Table 3 Comparison of the proposed approach with Kong et al. [1] and Cho et al. [7] approaches

In the case of ArchStudio, it can be observed from Table 3 that even with a lower number of base clusterings the proposed approach showed an improvement of 8–13% in the MoJoFM evaluation scores. This is because the proposed approach effectively extracts dependencies and accurately uses them in the recovery process. In the case of Hadoop, we can observe a minor improvement in the scores of MojoFM and Turbo MQ and our observations show that the cohesiveness of the clusters formed by our approach is better. The recovery approach by Cho et al. [7] is not directly available for evaluation, so deep further analysis is needed and being carried out. Finally, based on the results of subject systems Hadoop and ArchStudio, it can be concluded that the proposed approach performs better than Cho et al. [7] and Kong et al. [1] approaches and improves the overall architecture recovery results.

5 Conclusion

Program comprehension and software maintenance can be done in a much better way using the software architecture derived from the most recent implementation than the older versions. Various dependencies and their integration play an important role in this process. In this paper, a new approach to architecture recovery is proposed using ensemble clustering and multiple dependencies. The structural, semantic, and directory dependencies are effectively utilized in the architecture recovery process and each dependency is fully leveraged by applying suitable clustering techniques on it. The proposed approach also eliminates the restriction of relying on the results of a single clustering technique and the application of different clustering techniques on each dependency helps in generating diverse base clusterings which in turn improves the accuracy of architecture recovery. Our experimentations verified that architecture recovery using ensemble clustering and multiple dependencies performs much better than weight-based dependency clustering.

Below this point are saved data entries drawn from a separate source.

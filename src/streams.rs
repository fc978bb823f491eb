//! Audio URL resolution with a time-bounded cache in front of the resolver.

use audiotube_resolver::error::Result;
use audiotube_resolver::{Resolver, VideoId};
use audiotube_store::StreamCache;
use serde::Serialize;
use std::sync::Arc;
use time::{Duration, UtcDateTime};
use tracing::instrument;

#[derive(Debug, Clone, Eq, PartialEq, Serialize)]
pub struct ResolvedStream {
    pub url: String,
    /// Whether the URL was served from the cache rather than freshly resolved.
    pub cached: bool,
}

/// Serves cached stream URLs while fresh and resolves (and caches) them
/// otherwise.
///
/// The cache is an optimisation only: failing to read or write it is logged
/// and the request carries on as if there were no cache.
#[derive(Clone)]
pub struct StreamService {
    cache: StreamCache,
    resolver: Arc<dyn Resolver>,
    freshness: Duration,
}
impl StreamService {
    pub fn new(cache: StreamCache, resolver: Arc<dyn Resolver>, freshness: Duration) -> Self {
        Self { cache, resolver, freshness }
    }

    pub async fn resolve(&self, video_id: &VideoId) -> Result<ResolvedStream> {
        self.resolve_at(video_id, UtcDateTime::now()).await
    }

    #[instrument(skip_all, fields(video_id = %video_id))]
    pub async fn resolve_at(&self, video_id: &VideoId, now: UtcDateTime) -> Result<ResolvedStream> {
        match self.cache.lookup_at(video_id, self.freshness, now).await {
            Ok(Some(url)) => {
                tracing::debug!("Stream cache hit");
                return Ok(ResolvedStream { url, cached: true });
            },
            Ok(None) => tracing::debug!("Stream cache miss"),
            Err(err) => tracing::warn!(error = ?err, "Stream cache lookup failed; resolving directly"),
        }
        let url = self.resolver.audio_url(video_id).await?;
        if let Err(err) = self.cache.store_at(video_id, &url, now).await {
            tracing::warn!(error = ?err, "Failed to cache resolved stream URL");
        }
        Ok(ResolvedStream { url, cached: false })
    }
}

#[cfg(test)]
mod tests {
    use super::*;
    use async_trait::async_trait;
    use audiotube_resolver::error::ErrorKind;
    use audiotube_resolver::{DateFilter, SearchResult, VideoMetadata};
    use audiotube_store::Database;
    use std::sync::atomic::{AtomicUsize, Ordering};

    #[derive(Default)]
    struct CountingResolver {
        calls: AtomicUsize,
        fail: bool,
    }
    #[async_trait]
    impl Resolver for CountingResolver {
        async fn search(&self, _: &str, _: Option<DateFilter>) -> Result<Vec<SearchResult>> {
            Ok(Vec::new())
        }
        async fn metadata(&self, _: &VideoId) -> Result<VideoMetadata> {
            exn::bail!(ErrorKind::Malformed)
        }
        async fn audio_url(&self, video_id: &VideoId) -> Result<String> {
            let call = self.calls.fetch_add(1, Ordering::SeqCst) + 1;
            if self.fail {
                exn::bail!(ErrorKind::Failed(1));
            }
            Ok(format!("https://cdn.example/{video_id}/{call}"))
        }
    }

    async fn setup(resolver: Arc<CountingResolver>) -> (Database, StreamService) {
        let db = Database::connect_in_memory().await.unwrap();
        let service = StreamService::new(db.streams(), resolver, Duration::hours(4));
        (db, service)
    }

    #[tokio::test]
    async fn test_miss_then_hit() {
        let resolver = Arc::new(CountingResolver::default());
        let (_db, service) = setup(resolver.clone()).await;
        let id = VideoId::parse("abc123").unwrap();
        let t0 = UtcDateTime::now();

        let first = service.resolve_at(&id, t0).await.unwrap();
        assert_eq!(first, ResolvedStream { url: "https://cdn.example/abc123/1".into(), cached: false });

        let second = service.resolve_at(&id, t0 + Duration::hours(1)).await.unwrap();
        assert_eq!(second, ResolvedStream { url: "https://cdn.example/abc123/1".into(), cached: true });
        assert_eq!(resolver.calls.load(Ordering::SeqCst), 1);
    }

    #[tokio::test]
    async fn test_stale_entry_is_re_resolved() {
        let resolver = Arc::new(CountingResolver::default());
        let (db, service) = setup(resolver.clone()).await;
        let id = VideoId::parse("abc123").unwrap();
        let t0 = UtcDateTime::now();

        service.resolve_at(&id, t0).await.unwrap();
        let later = service.resolve_at(&id, t0 + Duration::hours(5)).await.unwrap();
        assert!(!later.cached);
        assert_eq!(later.url, "https://cdn.example/abc123/2");
        assert_eq!(db.streams().get("abc123").await.unwrap().unwrap().audio_url, later.url);
    }

    #[tokio::test]
    async fn test_resolver_failure_is_not_cached() {
        let resolver = Arc::new(CountingResolver { fail: true, ..CountingResolver::default() });
        let (db, service) = setup(resolver).await;
        let id = VideoId::parse("abc123").unwrap();
        let err = service.resolve(&id).await.unwrap_err();
        assert!(matches!(&*err, ErrorKind::Failed(1)));
        assert!(db.streams().get("abc123").await.unwrap().is_none());
    }

    #[tokio::test]
    async fn test_unavailable_cache_degrades_to_resolver() {
        let resolver = Arc::new(CountingResolver::default());
        let (db, service) = setup(resolver.clone()).await;
        db.close().await;
        let id = VideoId::parse("abc123").unwrap();
        let resolved = service.resolve(&id).await.unwrap();
        assert!(!resolved.cached);
        assert_eq!(resolver.calls.load(Ordering::SeqCst), 1);
    }
}
//! Magic-link token lifecycle.

use crate::email::Email;
use crate::error::{ErrorKind, Result};
use crate::token::generate_token;
use audiotube_store::AuthTokens;
use time::{Duration, UtcDateTime};
use tracing::instrument;

pub const DEFAULT_TTL: Duration = Duration::minutes(15);

/// A token that has been stored and may now be sent to its owner.
#[derive(Debug, Clone, Eq, PartialEq)]
pub struct IssuedToken {
    pub token: String,
    pub expires_at: UtcDateTime,
}

/// Issues, verifies and cleans up single-use login tokens.
///
/// A token moves from *issued* to either *consumed* (by a successful
/// [`verify_and_consume`](Self::verify_and_consume)) or *expired* (detected
/// lazily when it is presented). Both are terminal.
#[derive(Debug, Clone)]
pub struct MagicLinks {
    tokens: AuthTokens,
    ttl: Duration,
}
impl MagicLinks {
    pub fn new(tokens: AuthTokens, ttl: Duration) -> Self {
        Self { tokens, ttl }
    }

    pub fn ttl(&self) -> Duration {
        self.ttl
    }

    pub async fn issue(&self, email: &Email) -> Result<IssuedToken> {
        self.issue_at(email, UtcDateTime::now()).await
    }

    /// Generate and store a new token for `email`, valid until `now + ttl`.
    ///
    /// A collision with an existing token fails with [`ErrorKind::Conflict`]
    /// instead of replacing it.
    #[instrument(skip_all)]
    pub async fn issue_at(&self, email: &Email, now: UtcDateTime) -> Result<IssuedToken> {
        let token = generate_token();
        let expires_at = now + self.ttl;
        self.tokens.insert(email, &token, expires_at, now).await.map_err(ErrorKind::store)?;
        tracing::debug!(expires_at = expires_at.unix_timestamp(), "Issued magic link token");
        Ok(IssuedToken { token, expires_at })
    }

    pub async fn verify_and_consume(&self, token: impl AsRef<str>) -> Result<Email> {
        self.verify_and_consume_at(token, UtcDateTime::now()).await
    }

    /// Consume the token and return the email it was issued for.
    ///
    /// Unknown, expired and already-used tokens all fail with the same
    /// [`ErrorKind::Unauthenticated`].
    #[instrument(skip_all)]
    pub async fn verify_and_consume_at(&self, token: impl AsRef<str>, now: UtcDateTime) -> Result<Email> {
        let token = token.as_ref();
        if token.is_empty() {
            exn::bail!(ErrorKind::Unauthenticated);
        }
        match self.tokens.consume(token, now).await.map_err(ErrorKind::store)? {
            // Stored emails were normalized on the way in.
            Some(email) => Email::parse(email),
            None => exn::bail!(ErrorKind::Unauthenticated),
        }
    }

    pub async fn purge_expired(&self) -> Result<u64> {
        self.purge_expired_at(UtcDateTime::now()).await
    }

    /// Delete every used or expired token.
    pub async fn purge_expired_at(&self, now: UtcDateTime) -> Result<u64> {
        let purged = self.tokens.purge(now).await.map_err(ErrorKind::store)?;
        if purged > 0 {
            tracing::debug!(purged, "Purged used and expired magic link tokens");
        }
        Ok(purged)
    }
}

#[cfg(test)]
mod tests {
    use super::*;
    use audiotube_store::Database;

    async fn setup() -> (Database, MagicLinks, Email) {
        let db = Database::connect_in_memory().await.unwrap();
        let links = MagicLinks::new(db.tokens(), DEFAULT_TTL);
        (db, links, Email::parse("a@b.com").unwrap())
    }

    #[tokio::test]
    async fn test_issue_stores_unused_token() {
        let (db, links, email) = setup().await;
        let t0 = UtcDateTime::now();
        let issued = links.issue_at(&email, t0).await.unwrap();
        assert_eq!(issued.expires_at, t0 + Duration::minutes(15));
        let stored = db.tokens().get(&issued.token).await.unwrap().unwrap();
        assert_eq!(stored.email, "a@b.com");
        assert!(!stored.used);
    }

    #[tokio::test]
    async fn test_token_lifecycle_scenario() {
        let (_db, links, email) = setup().await;
        let t0 = UtcDateTime::now();
        let issued = links.issue_at(&email, t0).await.unwrap();

        let at_14 = t0 + Duration::minutes(14);
        let verified = links.verify_and_consume_at(&issued.token, at_14).await.unwrap();
        assert_eq!(verified, email);

        let err = links.verify_and_consume_at(&issued.token, at_14 + Duration::seconds(1)).await.unwrap_err();
        assert!(matches!(&*err, ErrorKind::Unauthenticated));
    }

    #[tokio::test]
    async fn test_expired_token_fails() {
        let (_db, links, email) = setup().await;
        let t0 = UtcDateTime::now();
        let issued = links.issue_at(&email, t0).await.unwrap();
        let err = links.verify_and_consume_at(&issued.token, t0 + Duration::minutes(16)).await.unwrap_err();
        assert!(matches!(&*err, ErrorKind::Unauthenticated));
    }

    #[tokio::test]
    async fn test_failures_are_indistinguishable() {
        let (_db, links, email) = setup().await;
        let t0 = UtcDateTime::now();
        let used = links.issue_at(&email, t0).await.unwrap();
        links.verify_and_consume_at(&used.token, t0).await.unwrap();
        let expired = links.issue_at(&email, t0 - Duration::hours(1)).await.unwrap();

        let outcomes = [
            links.verify_and_consume_at(&used.token, t0).await.unwrap_err(),
            links.verify_and_consume_at(&expired.token, t0).await.unwrap_err(),
            links.verify_and_consume_at("does-not-exist", t0).await.unwrap_err(),
            links.verify_and_consume_at("", t0).await.unwrap_err(),
        ];
        for err in outcomes {
            assert!(matches!(&*err, ErrorKind::Unauthenticated));
            assert_eq!((*err).to_string(), "not authenticated");
        }
    }

    #[tokio::test]
    async fn test_concurrent_verification_has_one_winner() {
        let (_db, links, email) = setup().await;
        let t0 = UtcDateTime::now();
        let issued = links.issue_at(&email, t0).await.unwrap();
        let (a, b) = tokio::join!(
            links.verify_and_consume_at(&issued.token, t0),
            links.verify_and_consume_at(&issued.token, t0)
        );
        assert_eq!(usize::from(a.is_ok()) + usize::from(b.is_ok()), 1);
    }

    #[tokio::test]
    async fn test_purge_expired() {
        let (db, links, email) = setup().await;
        let t0 = UtcDateTime::now();
        let consumed = links.issue_at(&email, t0).await.unwrap();
        links.verify_and_consume_at(&consumed.token, t0).await.unwrap();
        links.issue_at(&email, t0 - Duration::hours(1)).await.unwrap();
        let live = links.issue_at(&email, t0).await.unwrap();
        assert_eq!(links.purge_expired_at(t0).await.unwrap(), 2);
        assert!(db.tokens().get(&live.token).await.unwrap().is_some());
    }
}
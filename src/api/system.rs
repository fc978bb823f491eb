use crate::state::AppState;
use axum::Json;
use axum::extract::State;
use serde_json::{Value, json};

pub async fn health() -> Json<Value> {
    Json(json!({ "status": "ok" }))
}

/// User count and pricing. An unreachable store reports zero users instead
/// of failing the landing page.
pub async fn stats(State(state): State<AppState>) -> Json<Value> {
    let count = state.auth.user_count().await.unwrap_or_else(|err| {
        tracing::warn!(error = ?err, "Failed to count users");
        0
    });
    let signup = &state.config.signup;
    Json(json!({
        "user_count": count,
        "free_slots": signup.free_tier.saturating_sub(count),
        "pricing": {
            "free_tier": signup.free_tier,
            "paid_tier": signup.paid_tier,
            "price": signup.price,
        },
    }))
}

In the future, the proposed approach can be investigated by considering different dependencies and clustering techniques by generating more diverse base clusterings to improve the recovery results. A more detailed evaluation can be carried out to study the architecture recovery results by applying various consensus techniques. The proposed ensemble clustering based approach for architecture recovery can be utilized for software remodularization and in software restructuring.